Chapter 9 Supplementary materials

9.1 Beginner R

  • Basic R functionality
  • Reading in data
  • Tidy R philosophy
  • Manipulating data with core tidyr functions

9.1.1 Basic R functionality

  • Variables
  • Functions
  • Operators

9.1.2 Variables

The way R stores your information will determine the kinds of functions/operators you can use

  • Data: dataframes
  • Values: lists, vectors, matrices, etc.
# Variables can be numbers, strings, etc.
some_val <- 200
other_val <- TRUE

# Variables can also be lists of numbers, strings, etc.
a_list <- c("a", "b", "c")

# We can also make dataframes (which are essentially special lists)
a_dataframe <- tibble(column_1 = 1:3,
                      column_2 = a_list)

9.1.3 Functions

Functions take a certain number and certain types of “arguments”

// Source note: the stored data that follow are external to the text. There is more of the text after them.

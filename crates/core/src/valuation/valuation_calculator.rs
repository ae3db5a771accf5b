use log::debug;

use crate::config::ValuationConfig;
use crate::constants::MAX_SUPPORTED_AMOUNT;
use crate::errors::{Result, ValuationInputError};
use crate::scenarios::project_scenarios;
use crate::sectors::{SectorMultiple, SectorTable};
use crate::utils::money::to_money;
use crate::valuation::{
    AdjustmentSource, CompanyFinancials, MultipleAdjustment, ValuationBasis, ValuationMethod,
    ValuationRange, ValuationResult, ValuationWarning,
};

/// Values a company from its financials.
///
/// With positive EBITDA the sector's base multiple is adjusted for growth and
/// size, clamped to the sector band and applied to EBITDA. Otherwise the
/// sector's revenue multiple is applied to revenue. All arithmetic is done in
/// `f64`; figures are rounded to cents only when the result is built.
///
/// # Arguments
///
/// * `financials` - Snapshot of the company's figures.
/// * `sectors` - Sector lookup table built from `config`.
/// * `config` - Growth bands, size nudges and default scenarios.
///
pub fn calculate_valuation(
    financials: &CompanyFinancials,
    sectors: &SectorTable,
    config: &ValuationConfig,
) -> Result<ValuationResult> {
    validate_financials(financials)?;

    let resolution = sectors.resolve(&financials.sector);
    let mut warnings = Vec::new();
    if !resolution.recognized {
        warnings.push(ValuationWarning::UnrecognizedSector {
            requested: resolution.requested_key.clone(),
            fallback: resolution.entry.key.clone(),
        });
    }
    let sector = resolution.entry;

    let (basis, adjustments) = if financials.ebitda > 0.0 {
        let (multiple, adjustments) = adjust_multiple(&sector, financials, config);
        let basis = ValuationBasis {
            method: ValuationMethod::EbitdaMultiple,
            metric: financials.ebitda,
            multiple,
            min_multiple: sector.min_multiple,
            max_multiple: sector.max_multiple,
        };
        (basis, adjustments)
    } else {
        let revenue_multiple = sectors.revenue_multiple_for(&sector.key);
        debug!(
            "EBITDA {} is not positive; valuing '{}' on revenue at {}x",
            financials.ebitda, sector.key, revenue_multiple.base_multiple
        );
        let basis = ValuationBasis {
            method: ValuationMethod::RevenueMultiple,
            metric: financials.revenue,
            multiple: revenue_multiple.base_multiple,
            min_multiple: revenue_multiple.min_multiple,
            max_multiple: revenue_multiple.max_multiple,
        };
        (basis, Vec::new())
    };

    let scenarios = project_scenarios(&basis, &config.scenarios, None)?;

    Ok(ValuationResult {
        sector: sector.key,
        sector_label: sector.label,
        method: basis.method,
        point_valuation: to_money(basis.point())?,
        range: ValuationRange {
            min: to_money(basis.low())?,
            max: to_money(basis.high())?,
        },
        ebitda_multiple_used: basis.multiple,
        basis,
        adjustments,
        scenarios,
        warnings,
    })
}

fn validate_financials(financials: &CompanyFinancials) -> Result<()> {
    for (field, value) in [
        ("revenue", financials.revenue),
        ("ebitda", financials.ebitda),
        ("growthRate", financials.growth_rate),
    ] {
        if !value.is_finite() {
            return Err(ValuationInputError::NonFinite { field, value }.into());
        }
    }
    for (field, value) in [("revenue", financials.revenue), ("ebitda", financials.ebitda)] {
        if value.abs() > MAX_SUPPORTED_AMOUNT {
            return Err(ValuationInputError::AmountOutOfRange { field, value }.into());
        }
    }
    if financials.revenue < 0.0 {
        return Err(ValuationInputError::NegativeRevenue(financials.revenue).into());
    }
    if financials.revenue <= 0.0 && financials.ebitda <= 0.0 {
        return Err(ValuationInputError::NoPositiveBasis {
            revenue: financials.revenue,
            ebitda: financials.ebitda,
        }
        .into());
    }
    Ok(())
}

/// Applies the growth band (or decline penalty), then the size nudge toward
/// the sector max, then clamps to the sector band.
fn adjust_multiple(
    sector: &SectorMultiple,
    financials: &CompanyFinancials,
    config: &ValuationConfig,
) -> (f64, Vec<MultipleAdjustment>) {
    let mut multiple = sector.base_multiple;
    let mut adjustments = Vec::new();

    if let Some(band) = config.growth_band_for(financials.growth_rate) {
        multiple += band.multiple_delta;
        adjustments.push(MultipleAdjustment {
            source: AdjustmentSource::Growth,
            delta: band.multiple_delta,
            description: format!(
                "Growth of {}% is above {}%",
                financials.growth_rate, band.min_growth_pct
            ),
        });
    } else if financials.growth_rate < 0.0 && config.decline_penalty > 0.0 {
        multiple -= config.decline_penalty;
        adjustments.push(MultipleAdjustment {
            source: AdjustmentSource::Growth,
            delta: -config.decline_penalty,
            description: format!("Revenue declining at {}%", financials.growth_rate),
        });
    }

    let fraction = config.size_nudge_for(financials.size_bucket);
    let headroom = sector.max_multiple - multiple;
    if fraction > 0.0 && headroom > 0.0 {
        let delta = headroom * fraction;
        multiple += delta;
        adjustments.push(MultipleAdjustment {
            source: AdjustmentSource::Size,
            delta,
            description: format!(
                "{} company ({} employees) moves {}% toward the sector max",
                financials.size_bucket,
                financials.size_bucket.employee_range(),
                fraction * 100.0
            ),
        });
    }

    let clamped = sector.clamp(multiple);
    if clamped != multiple {
        adjustments.push(MultipleAdjustment {
            source: AdjustmentSource::Clamp,
            delta: clamped - multiple,
            description: format!(
                "Kept within the {} band [{}, {}]",
                sector.key, sector.min_multiple, sector.max_multiple
            ),
        });
        multiple = clamped;
    }

    debug!(
        "Multiple for '{}': base {} -> adjusted {} ({} adjustments)",
        sector.key,
        sector.base_multiple,
        multiple,
        adjustments.len()
    );
    (multiple, adjustments)
}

  • base R functions: part of downloading R
  • Packages: need to be installed, then loaded
    • install.packages(package) once (or to update package)
    • library(package) every R session

Use Help window or ?package to check argument names, types, and defaults

  • Named arguments without values are required (and user-defined)
  • Named arguments with values show defaults
  • Elipses mean that you can add other optional arguments
# file: required
# header = TRUE: default
# ...: other potential arguments, like stringsAsFactors = FALSE
read.csv(file, header = TRUE, sep = ",", quote = "\"",
         dec = ".", fill = TRUE, comment.char = "", ...)

9.1.4 base R

# base R function
# Count the number of rows in this dataframe
nrow(a_dataframe)
## [1] 3
# If I give nrow() too many arguments, it will throw an error
nrow(a_dataframe, a_list)
# If I give it the wrong kind of argument, it will just return NULL
# Some functions won't run at all with wrong kind of argument
nrow(a_list)
## NULL

9.1.5 Packages

# scholar package 
library(scholar)

# get_publications function
# Pull publications from Google Scholar for Marie Curie
get_publications("EmD_lTEAAAAJ&EmD_lTEAAAAJ&") %>% 
  dplyr::filter(cites > 30) %>% 
  distinct(title, .keep_all = TRUE) %>%
  select(author, title) %>%
  head(2) %>%
  kable()
author title
E Curie Madame Curie
M Curie, S Mme Curie

9.1.6 Operators

  • Relational: >, <, ==, !=, <=, >=
    • is.na, exists, etc. will return TRUE/FALSE values
    • grep, filter, str_detect, etc. use TRUE/FALSE values
  • Logical: !, &, &&, |, ||
  • Arithmetic

9.1.7 Reading in data

General parameters for csv files

read.csv("file_name.csv", 
         header = TRUE, 
         stringsAsFactors = FALSE, 
         check.names = FALSE, 
         na.strings = "")

Avoid special characters (including spaces) in file names, directories, and column headers!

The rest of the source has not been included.